Drop in Gasoline Margins Poses Risk for Pantry, Susser Holdings
Report shows CPG down 26% from year ago
Published in CSP Daily News
ST. PETERSBURG, Fla. -- National retail fuel margins for regular unleaded gasoline dropped an average 26% below year-ago levels in May, according to the latest "C-Store Monthly Grab-N-Go" research report from Raymond James & Associates, citing data from the Oil Price Information Service (OPIS).
"By region, retail gasoline margins varied dramatically for the five weeks ended June 3," the report said. "Though margins held relatively close to year-ago and month-ago levels in the Midwest region, margins in both the Southeast region and the state of Texas were approximately 40% lower [than a year ago] for the month."

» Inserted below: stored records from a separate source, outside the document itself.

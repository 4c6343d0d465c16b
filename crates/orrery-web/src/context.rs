//! Canvas and WebGL context acquisition.

use log::{error, info};
use thiserror::Error;
use wasm_bindgen::JsCast;
use web_sys::{HtmlCanvasElement, WebGlContextAttributes, WebGlRenderingContext as GL};

#[derive(Debug, Error)]
pub enum ContextError {
    #[error("no global window")]
    NoWindow,

    #[error("window has no document")]
    NoDocument,

    #[error("no element with id '{0}'")]
    CanvasNotFound(String),

    #[error("element '{0}' is not a canvas")]
    NotACanvas(String),

    #[error("WebGL is not available")]
    WebGlUnavailable,
}

/// A canvas plus its WebGL 1 context, with depth testing and back-face culling on.
pub struct GlContext {
    pub canvas: HtmlCanvasElement,
    pub gl: GL,
}

impl GlContext {
    /// Look up the canvas by id and create an opaque WebGL context on it.
    /// On failure the user is alerted once and the error is returned.
    pub fn acquire(canvas_id: &str) -> Result<Self, ContextError> {
        let result = Self::try_acquire(canvas_id);
        if let Err(e) = &result {
            error!("WebGL context: {}", e);
            if let Some(window) = web_sys::window() {
                let _ = window.alert_with_message("Could not initialise WebGL, sorry :-(");
            }
        }
        result
    }

    fn try_acquire(canvas_id: &str) -> Result<Self, ContextError> {
        let window = web_sys::window().ok_or(ContextError::NoWindow)?;
        let document = window.document().ok_or(ContextError::NoDocument)?;
        let canvas = document
            .get_element_by_id(canvas_id)
            .ok_or_else(|| ContextError::CanvasNotFound(canvas_id.to_string()))?
            .dyn_into::<HtmlCanvasElement>()
            .map_err(|_| ContextError::NotACanvas(canvas_id.to_string()))?;

        let attributes = WebGlContextAttributes::new();
        attributes.set_alpha(false);
        let gl = canvas
            .get_context_with_context_options("webgl", &attributes)
            .ok()
            .flatten()
            .and_then(|ctx| ctx.dyn_into::<GL>().ok())
            .ok_or(ContextError::WebGlUnavailable)?;

        gl.enable(GL::DEPTH_TEST);
        gl.enable(GL::CULL_FACE);

        info!(
            "WebGL context acquired on '{}' ({}x{})",
            canvas_id,
            canvas.width(),
            canvas.height()
        );
        Ok(Self { canvas, gl })
    }

    pub fn width(&self) -> u32 {
        self.canvas.width()
    }

    pub fn height(&self) -> u32 {
        self.canvas.height()
    }
}
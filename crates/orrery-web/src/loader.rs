//! Browser asset loading: one `fetch` or image decode per manifest entry,
//! joined by an `AssetBarrier`.

use std::cell::RefCell;
use std::rc::Rc;

use orrery_engine::{AssetBarrier, AssetError, AssetKind, AssetManifest, LoadReport};
use wasm_bindgen::{JsCast, JsValue};
use wasm_bindgen_futures::{spawn_local, JsFuture};
use web_sys::{HtmlImageElement, Response};

/// A loaded asset before it is handed to the device.
#[derive(Debug)]
pub enum WebAsset {
    Text(String),
    Json(serde_json::Value),
    Image(HtmlImageElement),
}

/// Start loading every entry. `on_complete` runs once, after the last entry
/// resolves, with everything that loaded. For an empty manifest it runs
/// before this function returns, so callers must not hold the runner borrowed.
pub fn load_all(manifest: &AssetManifest, on_complete: impl FnOnce(LoadReport<WebAsset>) + 'static) {
    let barrier = Rc::new(RefCell::new(AssetBarrier::new(
        manifest.assets.clone(),
        on_complete,
    )));
    for (index, entry) in manifest.assets.iter().enumerate() {
        let url = manifest.url(entry);
        let kind = entry.kind;
        let barrier = Rc::clone(&barrier);
        spawn_local(async move {
            let result = load(&url, kind).await;
            barrier.borrow_mut().resolve(index, result);
        });
    }
}

async fn load(url: &str, kind: AssetKind) -> Result<WebAsset, AssetError> {
    match kind {
        AssetKind::Text => fetch_text(url).await.map(WebAsset::Text),
        AssetKind::Json => {
            let text = fetch_text(url).await?;
            serde_json::from_str(&text)
                .map(WebAsset::Json)
                .map_err(|e| AssetError::Decode {
                    path: url.to_string(),
                    reason: e.to_string(),
                })
        }
        AssetKind::Image => load_image(url).await.map(WebAsset::Image),
    }
}

fn fetch_error(url: &str, e: JsValue) -> AssetError {
    AssetError::Fetch {
        path: url.to_string(),
        reason: format!("{:?}", e),
    }
}

async fn fetch_text(url: &str) -> Result<String, AssetError> {
    let window = web_sys::window().ok_or_else(|| AssetError::Fetch {
        path: url.to_string(),
        reason: "no global window".into(),
    })?;
    let response: Response = JsFuture::from(window.fetch_with_str(url))
        .await
        .and_then(|value| value.dyn_into())
        .map_err(|e| fetch_error(url, e))?;
    if !response.ok() {
        return Err(AssetError::Status {
            path: url.to_string(),
            status: response.status(),
        });
    }
    let text = response.text().map_err(|e| fetch_error(url, e))?;
    JsFuture::from(text)
        .await
        .map_err(|e| fetch_error(url, e))?
        .as_string()
        .ok_or_else(|| AssetError::Decode {
            path: url.to_string(),
            reason: "response body is not text".into(),
        })
}

async fn load_image(url: &str) -> Result<HtmlImageElement, AssetError> {
    let image = HtmlImageElement::new().map_err(|e| fetch_error(url, e))?;
    image.set_src(url);
    JsFuture::from(image.decode())
        .await
        .map_err(|e| AssetError::Decode {
            path: url.to_string(),
            reason: format!("{:?}", e),
        })?;
    Ok(image)
}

Although industry margins improved into June--averaging 22 cents per gallon compared to 12 CPG a few weeks earlier--"convenience retailers face an uphill battle following the mid-April/early-May climb in oil prices coupled with negative demand growth across most of the country," the St. Petersburg, Fla., financial research company said. "Unless fuel margins meaningfully rebound over the next few weeks, we see downside risk to estimates for The Pantry and Susser Holdings."
Some of the least-profitable U.S. gasoline markets recently have included regions in Texas where Susser operates, including Lubbock, Laredo and Corpus Christi, according to the report. In Texas, fuel margins decline 10.6 CPG year over year or about 45% to 13.1 CPG. In the Southeast, home to The Pantry and its Kangaroo Express convenience stores, fuel margins decline 8.1 CPG year over year or about 37% to 14.3 CPG.
Meanwhile, gasoline demand also continues to decline, according to Raymond James. "The most recent miles-driven data (from March) depicts negative demand growth nationally, declining 1.5% year over year to approximately 248 billion vehicle miles. Weekly gasoline supplied is also running lower year over year nationally, according to EIA data."